[Data items]
►
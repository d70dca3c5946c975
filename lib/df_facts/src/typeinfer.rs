//! Light per-instruction typing of arithmetic, conversion, move and constant
//! opcodes.

use df_dex::instrs::Instr;
use strum::IntoStaticStr;

/// Type categories of register contents.
#[derive(Debug, Clone, Copy, PartialEq, Eq, IntoStaticStr)]
#[strum(serialize_all = "UPPERCASE")]
pub enum InferType {
    /// Untyped 32 bits pattern.
    Bits32,
    /// Untyped 64 bits pattern.
    Bits64,
    Int32,
    Long,
    Float,
    Double,
    Byte,
    Char,
    Short,
    Obj,
    /// Any 32 bits primitive.
    Prim32,
    /// Any 64 bits primitive.
    Prim64,
}

impl InferType {
    #[inline]
    #[must_use]
    pub fn name(self) -> &'static str {
        self.into()
    }
}

/// Returns the input and output type categories of an instruction, if it
/// belongs to the typed families.
#[allow(clippy::enum_glob_use)]
#[must_use]
pub fn statement_type(instr: &Instr) -> Option<(InferType, InferType)> {
    use InferType::*;
    use Instr::*;

    let types = match instr {
        AddInt(..) | SubInt(..) | MulInt(..) | DivInt(..) | RemInt(..) | AndInt(..)
        | OrInt(..) | XorInt(..) | ShlInt(..) | ShrInt(..) | UshrInt(..) | RsubInt(..)
        | AddInt2addr(..) | SubInt2addr(..) | MulInt2addr(..) | DivInt2addr(..)
        | RemInt2addr(..) | AndInt2addr(..) | OrInt2addr(..) | XorInt2addr(..)
        | ShlInt2addr(..) | ShrInt2addr(..) | UshrInt2addr(..) | AddIntLit16(..)
        | MulIntLit16(..) | DivIntLit16(..) | RemIntLit16(..) | AndIntLit16(..)
        | OrIntLit16(..) | XorIntLit16(..) | AddIntLit8(..) | RsubIntLit8(..)
        | MulIntLit8(..) | DivIntLit8(..) | RemIntLit8(..) | AndIntLit8(..)
        | OrIntLit8(..) | XorIntLit8(..) | ShlIntLit8(..) | ShrIntLit8(..)
        | UshrIntLit8(..) | NegInt(..) | NotInt(..) => (Int32, Int32),

        AddLong(..) | SubLong(..) | MulLong(..) | DivLong(..) | RemLong(..) | AndLong(..)
        | OrLong(..) | XorLong(..) | ShlLong(..) | ShrLong(..) | UshrLong(..) | CmpLong(..)
        | AddLong2addr(..) | SubLong2addr(..) | MulLong2addr(..) | DivLong2addr(..)
        | RemLong2addr(..) | AndLong2addr(..) | OrLong2addr(..) | XorLong2addr(..)
        | ShlLong2addr(..) | ShrLong2addr(..) | UshrLong2addr(..) | NegLong(..)
        | NotLong(..) => (Long, Long),

        AddFloat(..) | SubFloat(..) | MulFloat(..) | DivFloat(..) | RemFloat(..)
        | CmplFloat(..) | CmpgFloat(..) | AddFloat2addr(..) | SubFloat2addr(..)
        | MulFloat2addr(..) | DivFloat2addr(..) | RemFloat2addr(..) | NegFloat(..) => {
            (Float, Float)
        }

        AddDouble(..) | SubDouble(..) | MulDouble(..) | DivDouble(..) | RemDouble(..)
        | CmplDouble(..) | CmpgDouble(..) | AddDouble2addr(..) | SubDouble2addr(..)
        | MulDouble2addr(..) | DivDouble2addr(..) | RemDouble2addr(..) | NegDouble(..) => {
            (Double, Double)
        }

        IntToLong(..) => (Int32, Long),
        IntToFloat(..) => (Int32, Float),
        IntToDouble(..) => (Int32, Double),
        IntToByte(..) => (Int32, Byte),
        IntToChar(..) => (Int32, Char),
        IntToShort(..) => (Int32, Short),
        LongToInt(..) => (Long, Int32),
        LongToFloat(..) => (Long, Float),
        LongToDouble(..) => (Long, Double),
        FloatToInt(..) => (Float, Int32),
        FloatToLong(..) => (Float, Long),
        FloatToDouble(..) => (Float, Double),
        DoubleToInt(..) => (Double, Int32),
        DoubleToLong(..) => (Double, Long),
        DoubleToFloat(..) => (Double, Float),
        ArrayLength(..) => (Obj, Int32),

        Move(..) | MoveFrom16(..) | Move16(..) => (Prim32, Prim32),
        MoveWide(..) | MoveWideFrom16(..) | MoveWide16(..) => (Prim64, Prim64),
        MoveObject(..) | MoveObjectFrom16(..) | MoveObject16(..) => (Obj, Obj),

        Const4(..) | Const16(..) | Const(..) | ConstHigh16(..) => (Bits32, Bits32),
        ConstWide16(..) | ConstWide32(..) | ConstWide(..) | ConstWideHigh16(..) => {
            (Bits64, Bits64)
        }

        _ => return None,
    };
    Some(types)
}

#[cfg(test)]
mod tests {
    use super::*;
    use df_dex::registers::Reg;

    fn r(n: u16) -> Reg {
        Reg::from(n)
    }

    #[test]
    fn conversions() {
        assert_eq!(
            statement_type(&Instr::IntToDouble(r(0), r(1))),
            Some((InferType::Int32, InferType::Double))
        );
        assert_eq!(
            statement_type(&Instr::DoubleToInt(r(0), r(2))),
            Some((InferType::Double, InferType::Int32))
        );
        assert_eq!(
            statement_type(&Instr::ArrayLength(r(0), r(1))),
            Some((InferType::Obj, InferType::Int32))
        );
    }

    #[test]
    fn untyped_families() {
        assert_eq!(statement_type(&Instr::ReturnVoid), None);
        assert_eq!(statement_type(&Instr::Goto(3)), None);
        assert_eq!(
            statement_type(&Instr::ConstWideHigh16(r(0), 1)),
            Some((InferType::Bits64, InferType::Bits64))
        );
    }

    #[test]
    fn names() {
        assert_eq!(InferType::Bits32.name(), "BITS32");
        assert_eq!(InferType::Prim64.name(), "PRIM64");
        assert_eq!(InferType::Obj.name(), "OBJ");
    }
}
use crate::dex;
use crate::dex::code::CodeItem;
use crate::dex::instrs::{Instr, Instruction};
use crate::facts::signatures::MethodSig;
use crate::prelude::*;
use clap::ArgMatches;
use nu_ansi_term::Color;
use regex::Regex;
use std::fmt::Write;

pub fn run(args: &ArgMatches) -> DfResult<()> {
    init_logger(args);

    let inputs = args
        .get_many::<String>("input")
        .ok_or_else(|| DfError::BadArguments("--input needed".to_string()))?;
    let class_pattern = args
        .get_one::<String>("filter-class")
        .map(|r| Regex::new(r))
        .transpose()?;
    let method_pattern = args
        .get_one::<String>("filter-method")
        .map(|r| Regex::new(r))
        .transpose()?;
    let colored = !args.get_flag("no-color");

    for input in inputs {
        let container = dex::open(input)?;
        for class in container.classes() {
            let class_name = class.name();
            if !class_pattern
                .as_ref()
                .map_or(true, |r| r.is_match(&class_name))
            {
                continue;
            }
            for def in class.methods() {
                let Some(code) = def.code() else {
                    continue;
                };
                let sig = MethodSig::new(container.get(def.method())?);
                if !method_pattern
                    .as_ref()
                    .map_or(true, |r| r.is_match(sig.name()))
                {
                    continue;
                }
                if colored {
                    println!("[*] {}", Color::Green.bold().paint(sig.id()));
                } else {
                    println!("[*] {}", sig.id());
                }
                print!("{}", listing(code, colored));
            }
        }
    }

    Ok(())
}

/// Renders one `index: address mnemonic` line per instruction.
fn listing(code: &CodeItem, colored: bool) -> String {
    let mut out = String::new();
    for labeled in code.iter_labeled() {
        let instr = labeled.instr();
        let text = match instr {
            Instr::Unknown(..) | Instr::Optimized(..) if colored => {
                Color::Red.paint(instr.to_string()).to_string()
            }
            _ if colored && instr.is_payload() => {
                Color::DarkGray.paint(instr.to_string()).to_string()
            }
            _ => instr.to_string(),
        };
        // writing to a String cannot fail
        let _ = writeln!(out, "    {:>4}: {:04} {text}", labeled.index(), labeled.addr().0);
    }
    out
}

#[cfg(test)]
mod tests {
    use super::*;

    #[test]
    fn plain_listing() {
        let code: CodeItem = serde_json::from_str(
            r#"{
                "registers_size": 2,
                "instructions": [
                    {"op": "const16", "args": [0, 7]},
                    {"op": "if-eqz", "args": [0, 3]},
                    {"op": "return", "args": 0},
                    {"op": "return-void"}
                ]
            }"#,
        )
        .unwrap();
        assert_eq!(
            listing(&code, false),
            "       1: 0000 const/16\n       2: 0002 if-eqz\n       3: 0004 return\n       4: 0005 return-void\n"
        );
    }
}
◄
■ Problem description
Would you copy out each line of the records above where the word "crate" occurs?

■ Exercise output
use crate::dex;
use crate::dex::code::CodeItem;
use crate::dex::instrs::{Instr, Instruction};
use crate::facts::signatures::MethodSig;
use crate::prelude::*;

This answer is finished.